Collected data entries
[Start of section]

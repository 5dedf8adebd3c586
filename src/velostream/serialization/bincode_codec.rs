//! Structural binary codec
//!
//! Writes the `Value` tree with bincode. Every variant round-trips exactly,
//! including raw bytes and the integer/float distinction, which makes it
//! the library default. The layout is bincode's, so only peers using the
//! same codec can read it; use [`JsonCodec`](super::JsonCodec) to talk to
//! anything else.

use super::{Deserializer, SerializationError, Serializer, Value};

#[derive(Debug, Clone, Copy, Default)]
pub struct BincodeCodec;

impl BincodeCodec {
    pub fn new() -> Self {
        BincodeCodec
    }
}

impl Serializer for BincodeCodec {
    fn serialize(&self, value: &Value) -> Result<Vec<u8>, SerializationError> {
        bincode::serialize(value)
            .map_err(|e| SerializationError::binary_error("Failed to serialize value", e))
    }
}

impl Deserializer for BincodeCodec {
    fn deserialize(&self, bytes: Option<&[u8]>) -> Result<Value, SerializationError> {
        match bytes {
            None => Ok(Value::Null),
            Some(bytes) => bincode::deserialize(bytes)
                .map_err(|e| SerializationError::binary_error("Failed to deserialize value", e)),
        }
    }
}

[End of section]

**WORK TO BE COMPLETED**:
Print, from the entries above, the line with "peers using the", the line with "fn deserialize(&self, bytes: Option<&[u8]>)" and all lines between them, exactly and with nothing else.

**ANSWER SPACE**:
//! the library default. The layout is bincode's, so only peers using the
//! same codec can read it; use [`JsonCodec`](super::JsonCodec) to talk to
//! anything else.

use super::{Deserializer, SerializationError, Serializer, Value};

#[derive(Debug, Clone, Copy, Default)]
pub struct BincodeCodec;

impl BincodeCodec {
    pub fn new() -> Self {
        BincodeCodec
    }
}

impl Serializer for BincodeCodec {
    fn serialize(&self, value: &Value) -> Result<Vec<u8>, SerializationError> {
        bincode::serialize(value)
            .map_err(|e| SerializationError::binary_error("Failed to serialize value", e))
    }
}

impl Deserializer for BincodeCodec {
    fn deserialize(&self, bytes: Option<&[u8]>) -> Result<Value, SerializationError> {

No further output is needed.